> _DATA SHOWN_
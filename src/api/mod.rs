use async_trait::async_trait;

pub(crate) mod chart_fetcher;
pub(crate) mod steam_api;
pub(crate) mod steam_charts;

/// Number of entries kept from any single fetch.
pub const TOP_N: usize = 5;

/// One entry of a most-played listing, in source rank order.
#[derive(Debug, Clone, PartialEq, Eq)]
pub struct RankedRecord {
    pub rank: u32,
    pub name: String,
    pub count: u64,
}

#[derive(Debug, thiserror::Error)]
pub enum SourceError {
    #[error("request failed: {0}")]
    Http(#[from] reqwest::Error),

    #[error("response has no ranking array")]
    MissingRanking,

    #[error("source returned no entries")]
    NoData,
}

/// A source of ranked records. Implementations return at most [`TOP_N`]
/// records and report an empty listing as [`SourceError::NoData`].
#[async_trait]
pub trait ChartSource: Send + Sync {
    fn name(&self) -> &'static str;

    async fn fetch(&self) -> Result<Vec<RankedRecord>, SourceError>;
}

==

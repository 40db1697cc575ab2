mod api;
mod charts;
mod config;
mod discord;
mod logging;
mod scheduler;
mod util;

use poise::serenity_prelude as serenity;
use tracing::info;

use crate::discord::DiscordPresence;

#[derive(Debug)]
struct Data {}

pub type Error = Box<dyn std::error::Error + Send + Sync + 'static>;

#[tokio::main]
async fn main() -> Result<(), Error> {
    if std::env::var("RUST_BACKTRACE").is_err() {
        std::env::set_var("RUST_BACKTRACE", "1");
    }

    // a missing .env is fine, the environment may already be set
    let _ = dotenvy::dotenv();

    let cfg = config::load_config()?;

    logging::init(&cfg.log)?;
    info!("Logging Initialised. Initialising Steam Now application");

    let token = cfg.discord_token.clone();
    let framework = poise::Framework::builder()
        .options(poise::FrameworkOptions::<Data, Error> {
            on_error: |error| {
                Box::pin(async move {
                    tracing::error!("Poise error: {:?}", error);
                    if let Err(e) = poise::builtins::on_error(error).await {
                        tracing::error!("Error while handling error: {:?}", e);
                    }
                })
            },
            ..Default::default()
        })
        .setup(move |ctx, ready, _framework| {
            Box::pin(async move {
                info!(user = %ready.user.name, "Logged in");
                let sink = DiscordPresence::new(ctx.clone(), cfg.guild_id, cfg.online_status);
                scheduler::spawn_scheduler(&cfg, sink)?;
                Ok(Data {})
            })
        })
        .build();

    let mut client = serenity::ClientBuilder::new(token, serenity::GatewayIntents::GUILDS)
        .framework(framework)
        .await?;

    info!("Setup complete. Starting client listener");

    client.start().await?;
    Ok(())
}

> _WHAT YOU SHOULD DO_
Copy verbatim, from the listing above, each line from the one containing "#[derive(Debug, thiserror::Error)]" down to the one containing "pub trait ChartSource: Send", inclusive.

> _TASK ANSWER_
#[derive(Debug, thiserror::Error)]
pub enum SourceError {
    #[error("request failed: {0}")]
    Http(#[from] reqwest::Error),

    #[error("response has no ranking array")]
    MissingRanking,

    #[error("source returned no entries")]
    NoData,
}

/// A source of ranked records. Implementations return at most [`TOP_N`]
/// records and report an empty listing as [`SourceError::NoData`].
#[async_trait]
pub trait ChartSource: Send + Sync {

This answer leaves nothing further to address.